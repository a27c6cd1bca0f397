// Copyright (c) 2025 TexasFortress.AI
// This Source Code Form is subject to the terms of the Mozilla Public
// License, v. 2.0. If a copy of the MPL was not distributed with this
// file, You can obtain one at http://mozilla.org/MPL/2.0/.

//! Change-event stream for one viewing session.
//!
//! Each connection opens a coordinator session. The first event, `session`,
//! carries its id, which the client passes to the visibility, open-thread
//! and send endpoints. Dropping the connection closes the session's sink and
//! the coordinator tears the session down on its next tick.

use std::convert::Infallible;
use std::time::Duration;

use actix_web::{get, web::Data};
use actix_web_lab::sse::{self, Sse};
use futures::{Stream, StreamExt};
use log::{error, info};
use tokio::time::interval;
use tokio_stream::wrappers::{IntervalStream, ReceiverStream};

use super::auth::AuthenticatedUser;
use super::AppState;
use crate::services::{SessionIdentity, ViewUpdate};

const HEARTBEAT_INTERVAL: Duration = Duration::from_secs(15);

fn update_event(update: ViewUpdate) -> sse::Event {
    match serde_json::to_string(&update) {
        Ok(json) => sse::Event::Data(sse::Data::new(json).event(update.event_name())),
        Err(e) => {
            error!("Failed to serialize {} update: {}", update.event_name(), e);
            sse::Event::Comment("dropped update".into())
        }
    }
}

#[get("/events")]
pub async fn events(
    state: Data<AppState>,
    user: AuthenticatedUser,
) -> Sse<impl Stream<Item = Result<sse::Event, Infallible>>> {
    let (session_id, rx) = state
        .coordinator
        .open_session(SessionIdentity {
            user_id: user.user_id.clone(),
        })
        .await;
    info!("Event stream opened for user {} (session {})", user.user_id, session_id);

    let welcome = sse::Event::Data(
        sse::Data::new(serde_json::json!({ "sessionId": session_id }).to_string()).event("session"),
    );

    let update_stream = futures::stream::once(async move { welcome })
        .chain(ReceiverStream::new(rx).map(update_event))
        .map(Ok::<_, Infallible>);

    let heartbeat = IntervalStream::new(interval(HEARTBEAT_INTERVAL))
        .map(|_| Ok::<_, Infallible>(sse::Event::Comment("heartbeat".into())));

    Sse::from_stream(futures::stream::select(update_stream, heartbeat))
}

####################

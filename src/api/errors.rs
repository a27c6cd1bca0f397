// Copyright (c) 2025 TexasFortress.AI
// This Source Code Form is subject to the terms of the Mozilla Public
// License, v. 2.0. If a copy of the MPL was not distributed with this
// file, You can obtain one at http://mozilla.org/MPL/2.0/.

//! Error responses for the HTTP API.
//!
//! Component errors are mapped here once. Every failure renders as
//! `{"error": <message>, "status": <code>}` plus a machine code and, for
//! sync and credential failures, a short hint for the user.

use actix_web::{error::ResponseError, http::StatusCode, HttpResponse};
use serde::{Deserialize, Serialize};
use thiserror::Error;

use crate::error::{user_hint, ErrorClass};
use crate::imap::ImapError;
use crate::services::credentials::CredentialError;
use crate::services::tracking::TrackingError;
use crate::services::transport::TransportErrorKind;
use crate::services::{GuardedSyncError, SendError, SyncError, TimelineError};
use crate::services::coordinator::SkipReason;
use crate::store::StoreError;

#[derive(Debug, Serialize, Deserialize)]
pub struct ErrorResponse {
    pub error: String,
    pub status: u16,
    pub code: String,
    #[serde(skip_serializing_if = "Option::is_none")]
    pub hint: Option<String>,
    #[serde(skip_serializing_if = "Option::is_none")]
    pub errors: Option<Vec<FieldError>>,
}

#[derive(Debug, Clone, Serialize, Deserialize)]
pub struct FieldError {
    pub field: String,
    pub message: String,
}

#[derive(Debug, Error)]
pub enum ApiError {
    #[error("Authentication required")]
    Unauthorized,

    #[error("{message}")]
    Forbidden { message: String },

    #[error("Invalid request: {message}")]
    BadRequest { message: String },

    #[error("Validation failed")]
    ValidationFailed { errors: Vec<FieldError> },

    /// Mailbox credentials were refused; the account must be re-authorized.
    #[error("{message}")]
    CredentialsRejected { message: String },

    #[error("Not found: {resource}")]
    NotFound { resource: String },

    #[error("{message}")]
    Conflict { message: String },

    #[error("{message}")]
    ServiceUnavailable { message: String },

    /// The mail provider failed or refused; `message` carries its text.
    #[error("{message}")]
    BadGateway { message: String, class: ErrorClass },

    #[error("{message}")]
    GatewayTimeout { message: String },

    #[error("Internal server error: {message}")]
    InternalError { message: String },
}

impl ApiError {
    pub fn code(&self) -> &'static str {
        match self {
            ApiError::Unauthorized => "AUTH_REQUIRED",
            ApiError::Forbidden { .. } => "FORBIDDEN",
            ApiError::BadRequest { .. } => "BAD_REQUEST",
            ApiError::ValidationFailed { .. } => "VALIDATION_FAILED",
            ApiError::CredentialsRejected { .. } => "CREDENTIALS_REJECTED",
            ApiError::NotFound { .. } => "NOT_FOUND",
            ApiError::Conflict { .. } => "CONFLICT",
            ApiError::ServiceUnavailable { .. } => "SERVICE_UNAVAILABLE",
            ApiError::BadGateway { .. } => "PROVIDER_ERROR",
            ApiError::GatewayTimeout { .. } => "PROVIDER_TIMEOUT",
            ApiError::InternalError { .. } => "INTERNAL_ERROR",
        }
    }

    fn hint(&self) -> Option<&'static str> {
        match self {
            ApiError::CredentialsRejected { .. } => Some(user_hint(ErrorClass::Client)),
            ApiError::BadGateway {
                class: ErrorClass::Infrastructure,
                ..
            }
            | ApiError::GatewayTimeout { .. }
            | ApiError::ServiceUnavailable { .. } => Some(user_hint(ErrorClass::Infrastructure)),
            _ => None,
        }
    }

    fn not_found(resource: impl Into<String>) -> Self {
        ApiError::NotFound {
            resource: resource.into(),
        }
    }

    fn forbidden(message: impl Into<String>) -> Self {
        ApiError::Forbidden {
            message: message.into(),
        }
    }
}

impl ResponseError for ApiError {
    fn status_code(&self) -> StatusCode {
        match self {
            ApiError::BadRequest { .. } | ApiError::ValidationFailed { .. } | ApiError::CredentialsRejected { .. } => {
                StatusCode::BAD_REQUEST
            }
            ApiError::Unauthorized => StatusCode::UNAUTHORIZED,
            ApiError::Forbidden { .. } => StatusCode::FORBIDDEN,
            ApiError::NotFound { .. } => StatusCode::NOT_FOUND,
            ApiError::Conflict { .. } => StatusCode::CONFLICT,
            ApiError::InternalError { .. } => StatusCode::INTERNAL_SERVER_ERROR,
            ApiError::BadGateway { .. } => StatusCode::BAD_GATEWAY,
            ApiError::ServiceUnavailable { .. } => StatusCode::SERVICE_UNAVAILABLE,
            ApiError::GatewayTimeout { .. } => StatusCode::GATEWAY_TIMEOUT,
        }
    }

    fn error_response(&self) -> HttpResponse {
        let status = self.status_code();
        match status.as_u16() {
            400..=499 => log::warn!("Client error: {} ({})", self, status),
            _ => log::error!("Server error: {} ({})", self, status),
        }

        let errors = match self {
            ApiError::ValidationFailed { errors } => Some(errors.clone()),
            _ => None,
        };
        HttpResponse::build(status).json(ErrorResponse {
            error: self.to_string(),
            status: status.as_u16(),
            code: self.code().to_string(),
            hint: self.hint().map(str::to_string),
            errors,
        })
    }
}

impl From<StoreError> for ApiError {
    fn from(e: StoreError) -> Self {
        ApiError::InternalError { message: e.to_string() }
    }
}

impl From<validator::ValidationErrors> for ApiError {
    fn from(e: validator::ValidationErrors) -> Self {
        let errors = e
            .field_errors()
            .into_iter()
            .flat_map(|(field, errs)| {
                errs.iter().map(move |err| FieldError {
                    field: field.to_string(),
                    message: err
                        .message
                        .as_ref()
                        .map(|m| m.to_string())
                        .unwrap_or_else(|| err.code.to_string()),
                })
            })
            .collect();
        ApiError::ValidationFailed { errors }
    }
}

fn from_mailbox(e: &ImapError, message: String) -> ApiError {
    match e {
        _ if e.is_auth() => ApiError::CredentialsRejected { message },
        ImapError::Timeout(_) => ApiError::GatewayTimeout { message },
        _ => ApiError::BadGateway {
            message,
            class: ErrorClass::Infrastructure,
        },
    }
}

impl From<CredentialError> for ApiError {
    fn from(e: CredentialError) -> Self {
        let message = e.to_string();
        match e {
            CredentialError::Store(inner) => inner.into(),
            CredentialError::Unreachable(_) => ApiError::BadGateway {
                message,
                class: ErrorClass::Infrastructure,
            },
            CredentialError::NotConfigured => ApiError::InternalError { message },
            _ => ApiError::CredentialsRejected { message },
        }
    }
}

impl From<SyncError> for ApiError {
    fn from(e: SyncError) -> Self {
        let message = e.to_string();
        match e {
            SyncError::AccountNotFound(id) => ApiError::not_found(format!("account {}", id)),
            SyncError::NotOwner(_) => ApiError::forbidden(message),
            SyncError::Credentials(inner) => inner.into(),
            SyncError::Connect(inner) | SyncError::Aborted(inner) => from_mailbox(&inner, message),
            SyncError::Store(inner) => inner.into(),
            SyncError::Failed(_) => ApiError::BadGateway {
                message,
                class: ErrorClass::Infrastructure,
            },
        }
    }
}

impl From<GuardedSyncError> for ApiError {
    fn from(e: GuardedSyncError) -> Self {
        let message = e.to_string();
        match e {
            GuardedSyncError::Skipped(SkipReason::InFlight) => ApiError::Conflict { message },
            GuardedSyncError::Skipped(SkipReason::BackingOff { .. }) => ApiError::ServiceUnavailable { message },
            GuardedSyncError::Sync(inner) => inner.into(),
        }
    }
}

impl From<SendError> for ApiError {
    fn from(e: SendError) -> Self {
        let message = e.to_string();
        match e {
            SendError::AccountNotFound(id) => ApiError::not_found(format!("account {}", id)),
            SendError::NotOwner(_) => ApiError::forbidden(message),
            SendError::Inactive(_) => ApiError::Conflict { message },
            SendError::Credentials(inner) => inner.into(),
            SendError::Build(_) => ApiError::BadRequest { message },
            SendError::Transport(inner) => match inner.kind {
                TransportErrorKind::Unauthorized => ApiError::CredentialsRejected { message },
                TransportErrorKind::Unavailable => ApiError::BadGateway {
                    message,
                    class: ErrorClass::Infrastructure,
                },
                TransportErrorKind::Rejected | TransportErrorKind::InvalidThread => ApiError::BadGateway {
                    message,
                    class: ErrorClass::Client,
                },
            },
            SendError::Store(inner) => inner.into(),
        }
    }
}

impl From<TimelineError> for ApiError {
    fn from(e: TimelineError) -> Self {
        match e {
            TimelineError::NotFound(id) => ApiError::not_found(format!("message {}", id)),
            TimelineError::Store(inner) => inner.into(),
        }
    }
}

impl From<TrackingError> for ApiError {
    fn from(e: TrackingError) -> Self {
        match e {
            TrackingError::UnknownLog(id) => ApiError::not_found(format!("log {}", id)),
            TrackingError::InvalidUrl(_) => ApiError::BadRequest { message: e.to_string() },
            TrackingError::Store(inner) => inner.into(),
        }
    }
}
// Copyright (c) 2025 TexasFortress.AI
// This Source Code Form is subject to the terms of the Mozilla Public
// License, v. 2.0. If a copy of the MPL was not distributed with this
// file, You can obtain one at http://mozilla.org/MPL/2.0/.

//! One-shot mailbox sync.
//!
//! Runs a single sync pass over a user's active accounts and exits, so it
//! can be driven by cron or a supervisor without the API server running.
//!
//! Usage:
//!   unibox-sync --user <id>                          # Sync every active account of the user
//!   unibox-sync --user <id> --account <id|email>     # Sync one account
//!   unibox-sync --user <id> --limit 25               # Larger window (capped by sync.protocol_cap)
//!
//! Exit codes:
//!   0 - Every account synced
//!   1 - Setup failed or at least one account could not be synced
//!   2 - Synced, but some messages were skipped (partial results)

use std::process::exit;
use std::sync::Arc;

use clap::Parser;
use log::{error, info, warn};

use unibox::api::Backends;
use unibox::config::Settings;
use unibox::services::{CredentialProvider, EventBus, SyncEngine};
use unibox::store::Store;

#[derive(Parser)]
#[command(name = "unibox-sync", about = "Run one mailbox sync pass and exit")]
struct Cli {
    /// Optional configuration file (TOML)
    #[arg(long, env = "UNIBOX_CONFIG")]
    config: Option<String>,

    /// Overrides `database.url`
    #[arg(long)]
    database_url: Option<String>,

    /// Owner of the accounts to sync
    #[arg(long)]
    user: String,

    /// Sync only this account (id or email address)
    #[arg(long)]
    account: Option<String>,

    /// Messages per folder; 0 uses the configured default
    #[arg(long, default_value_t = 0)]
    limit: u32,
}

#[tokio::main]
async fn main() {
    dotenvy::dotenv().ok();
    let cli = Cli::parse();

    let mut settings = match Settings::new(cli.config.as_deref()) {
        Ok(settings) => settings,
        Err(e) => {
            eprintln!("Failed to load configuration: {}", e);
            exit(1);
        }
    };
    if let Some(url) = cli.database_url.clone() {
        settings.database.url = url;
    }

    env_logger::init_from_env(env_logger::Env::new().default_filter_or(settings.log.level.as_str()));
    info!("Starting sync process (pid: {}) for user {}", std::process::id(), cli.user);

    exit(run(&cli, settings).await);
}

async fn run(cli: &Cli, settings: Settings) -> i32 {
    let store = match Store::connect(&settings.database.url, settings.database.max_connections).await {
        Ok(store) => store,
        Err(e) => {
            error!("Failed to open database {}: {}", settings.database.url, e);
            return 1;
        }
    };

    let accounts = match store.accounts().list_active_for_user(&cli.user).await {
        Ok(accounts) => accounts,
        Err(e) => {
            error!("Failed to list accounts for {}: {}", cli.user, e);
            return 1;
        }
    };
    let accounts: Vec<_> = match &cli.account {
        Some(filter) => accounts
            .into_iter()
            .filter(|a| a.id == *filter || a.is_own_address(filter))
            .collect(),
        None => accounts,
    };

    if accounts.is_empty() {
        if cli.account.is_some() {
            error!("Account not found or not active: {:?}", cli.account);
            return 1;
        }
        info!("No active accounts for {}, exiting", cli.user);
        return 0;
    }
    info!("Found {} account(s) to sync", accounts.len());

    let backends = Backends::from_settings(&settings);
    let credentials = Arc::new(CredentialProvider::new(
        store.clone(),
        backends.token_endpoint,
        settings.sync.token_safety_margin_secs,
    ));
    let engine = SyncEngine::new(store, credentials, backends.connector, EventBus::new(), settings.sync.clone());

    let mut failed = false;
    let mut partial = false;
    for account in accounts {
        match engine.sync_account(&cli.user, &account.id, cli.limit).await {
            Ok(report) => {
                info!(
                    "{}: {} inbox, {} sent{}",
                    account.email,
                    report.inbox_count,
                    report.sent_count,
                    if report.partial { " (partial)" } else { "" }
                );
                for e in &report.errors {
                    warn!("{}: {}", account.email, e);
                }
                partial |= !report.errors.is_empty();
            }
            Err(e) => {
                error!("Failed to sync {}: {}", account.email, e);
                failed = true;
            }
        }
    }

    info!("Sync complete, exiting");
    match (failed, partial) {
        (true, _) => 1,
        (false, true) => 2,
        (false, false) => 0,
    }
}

####################

▶ _Problem description_:
Your answer should be the lines of the records that include the word "ReceiverStream".

▶ _Response to the task_:
use tokio_stream::wrappers::{IntervalStream, ReceiverStream};
        .chain(ReceiverStream::new(rx).map(update_event))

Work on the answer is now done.